Data excerpts START

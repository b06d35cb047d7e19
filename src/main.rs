use cashbook::args::{Args, Command, DaySubcommand, FixedSubcommand};
use cashbook::commands::{self, FixedAmount, NewFixedItem};
use cashbook::ocr::JsonFileOcr;
use cashbook::{Config, Result};
use chrono::Local;
use clap::Parser;
use std::process::ExitCode;
use tracing::{debug, error, trace};
use tracing_subscriber::filter::LevelFilter;
use tracing_subscriber::EnvFilter;

#[tokio::main]
async fn main() -> ExitCode {
    let args = Args::parse();
    let log_level = args.common().log_level();
    init_logger(log_level);
    debug!("Log level set to {}", log_level.to_string().to_lowercase());

    match main_inner(args).await {
        Ok(_) => ExitCode::SUCCESS,
        Err(e) => {
            error!("Exiting with error: {e:#}");
            ExitCode::FAILURE
        }
    }
}

pub async fn main_inner(args: Args) -> Result<()> {
    trace!("{args:?}");
    let home = args.common().cashbook_home().path();
    let creds = args.common().credentials();

    // The only place the clock is read. Everything below receives the date.
    let today = Local::now().date_naive();

    if let Command::Init(init_args) = args.command() {
        commands::init(home, init_args).await?.print();
        return Ok(());
    }
    let config = Config::load(home).await?;

    // Route to appropriate command handler
    let _: () = match args.command() {
        // Handled before the config is loaded.
        Command::Init(_) => {}

        Command::Day(day) => match day {
            DaySubcommand::Show(a) => commands::show_day(&config, today, a.day).await?.print(),
            DaySubcommand::Add(a) => commands::add_transaction(&config, creds, today, a)
                .await?
                .print(),
            DaySubcommand::Remove(a) => commands::remove_transaction(&config, creds, today, a)
                .await?
                .print(),
            DaySubcommand::Float(a) => commands::set_day_float(&config, creds, today, a)
                .await?
                .print(),
        },

        Command::Fixed(fixed) => {
            let item = match fixed {
                FixedSubcommand::Utility(a) => NewFixedItem::Utility(a.clone()),
                FixedSubcommand::Payroll(a) => NewFixedItem::Payroll(a.clone()),
                FixedSubcommand::Bank(a) => NewFixedItem::Bank(a.clone()),
                FixedSubcommand::Occasional(a) => NewFixedItem::Occasional(a.clone()),
                FixedSubcommand::Formal(a) => NewFixedItem::Formal(a.clone()),
                FixedSubcommand::Rent(a) => {
                    let which = FixedAmount::Rent;
                    commands::set_fixed_amount(&config, creds, today, which, a.amount)
                        .await?
                        .print();
                    return Ok(());
                }
                FixedSubcommand::Other(a) => {
                    let which = FixedAmount::Other;
                    commands::set_fixed_amount(&config, creds, today, which, a.amount)
                        .await?
                        .print();
                    return Ok(());
                }
                FixedSubcommand::Remove(a) => {
                    commands::remove_fixed_item(&config, creds, today, a.category, &a.id)
                        .await?
                        .print();
                    return Ok(());
                }
            };
            commands::add_fixed_item(&config, creds, today, &item)
                .await?
                .print()
        }

        Command::DefaultFloat(a) => commands::set_default_float(&config, creds, today, a.amount)
            .await?
            .print(),

        Command::Summary(a) => commands::summary(&config, today, a).await?.print(),

        Command::Export(a) => commands::export(&config, today, a).await?.print(),

        Command::Import(a) => commands::import(&config, creds, today, a, &JsonFileOcr)
            .await?
            .print(),

        Command::Close(a) => commands::close(&config, creds, today, a).await?.print(),
    };
    Ok(())
}

/// Initializes the tracing subscriber.
pub fn init_logger(level: LevelFilter) {
    let filter = match std::env::var("RUST_LOG").ok() {
        Some(_) => {
            // RUST_LOG exists; use it.
            EnvFilter::from_default_env()
        }
        None => {
            // RUST_LOG does not exist; use default log level for this crate only.
            EnvFilter::new(format!(
                "{}={},{}={}",
                env!("CARGO_CRATE_NAME"),
                level,
                env!("CARGO_BIN_NAME"),
                level
            ))
        }
    };

    tracing_subscriber::fmt()
        .with_env_filter(filter)
        .with_writer(std::io::stderr)
        .init();
}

Data excerpts END

### Exercise instructions:
Print all of the entries again, exactly as written.

### Written solution:
repository b06d35cb047d7e19
filename src/main.rs
use cashbook::args::{Args, Command, DaySubcommand, FixedSubcommand};
use cashbook::commands::{self, FixedAmount, NewFixedItem};
use cashbook::ocr::JsonFileOcr;
use cashbook::{Config, Result};
use chrono::Local;
use clap::Parser;
use std::process::ExitCode;
use tracing::{debug, error, trace};
use tracing_subscriber::filter::LevelFilter;
use tracing_subscriber::EnvFilter;

#[tokio::main]
async fn main() -> ExitCode {
    let args = Args::parse();
    let log_level = args.common().log_level();
    init_logger(log_level);
    debug!("Log level set to {}", log_level.to_string().to_lowercase());

    match main_inner(args).await {
        Ok(_) => ExitCode::SUCCESS,
        Err(e) => {
            error!("Exiting with error: {e:#}");
            ExitCode::FAILURE
        }
    }
}

pub async fn main_inner(args: Args) -> Result<()> {
    trace!("{args:?}");
    let home = args.common().cashbook_home().path();
    let creds = args.common().credentials();

    // The only place the clock is read. Everything below receives the date.
    let today = Local::now().date_naive();

    if let Command::Init(init_args) = args.command() {
        commands::init(home, init_args).await?.print();
        return Ok(());
    }
    let config = Config::load(home).await?;

    // Route to appropriate command handler
    let _: () = match args.command() {
        // Handled before the config is loaded.
        Command::Init(_) => {}

        Command::Day(day) => match day {
            DaySubcommand::Show(a) => commands::show_day(&config, today, a.day).await?.print(),
            DaySubcommand::Add(a) => commands::add_transaction(&config, creds, today, a)
                .await?
                .print(),
            DaySubcommand::Remove(a) => commands::remove_transaction(&config, creds, today, a)
                .await?
                .print(),
            DaySubcommand::Float(a) => commands::set_day_float(&config, creds, today, a)
                .await?
                .print(),
        },

        Command::Fixed(fixed) => {
            let item = match fixed {
                FixedSubcommand::Utility(a) => NewFixedItem::Utility(a.clone()),
                FixedSubcommand::Payroll(a) => NewFixedItem::Payroll(a.clone()),
                FixedSubcommand::Bank(a) => NewFixedItem::Bank(a.clone()),
                FixedSubcommand::Occasional(a) => NewFixedItem::Occasional(a.clone()),
                FixedSubcommand::Formal(a) => NewFixedItem::Formal(a.clone()),
                FixedSubcommand::Rent(a) => {
                    let which = FixedAmount::Rent;
                    commands::set_fixed_amount(&config, creds, today, which, a.amount)
                        .await?
                        .print();
                    return Ok(());
                }
                FixedSubcommand::Other(a) => {
                    let which = FixedAmount::Other;
                    commands::set_fixed_amount(&config, creds, today, which, a.amount)
                        .await?
                        .print();
                    return Ok(());
                }
                FixedSubcommand::Remove(a) => {
                    commands::remove_fixed_item(&config, creds, today, a.category, &a.id)
                        .await?
                        .print();
                    return Ok(());
                }
            };
            commands::add_fixed_item(&config, creds, today, &item)
                .await?
                .print()
        }

        Command::DefaultFloat(a) => commands::set_default_float(&config, creds, today, a.amount)
            .await?
            .print(),

        Command::Summary(a) => commands::summary(&config, today, a).await?.print(),

        Command::Export(a) => commands::export(&config, today, a).await?.print(),

        Command::Import(a) => commands::import(&config, creds, today, a, &JsonFileOcr)
            .await?
            .print(),

        Command::Close(a) => commands::close(&config, creds, today, a).await?.print(),
    };
    Ok(())
}

/// Initializes the tracing subscriber.
pub fn init_logger(level: LevelFilter) {
    let filter = match std::env::var("RUST_LOG").ok() {
        Some(_) => {
            // RUST_LOG exists; use it.
            EnvFilter::from_default_env()
        }
        None => {
            // RUST_LOG does not exist; use default log level for this crate only.
            EnvFilter::new(format!(
                "{}={},{}={}",
                env!("CARGO_CRATE_NAME"),
                level,
                env!("CARGO_BIN_NAME"),
                level
            ))
        }
    };

    tracing_subscriber::fmt()
        .with_env_filter(filter)
        .with_writer(std::io::stderr)
        .init();
}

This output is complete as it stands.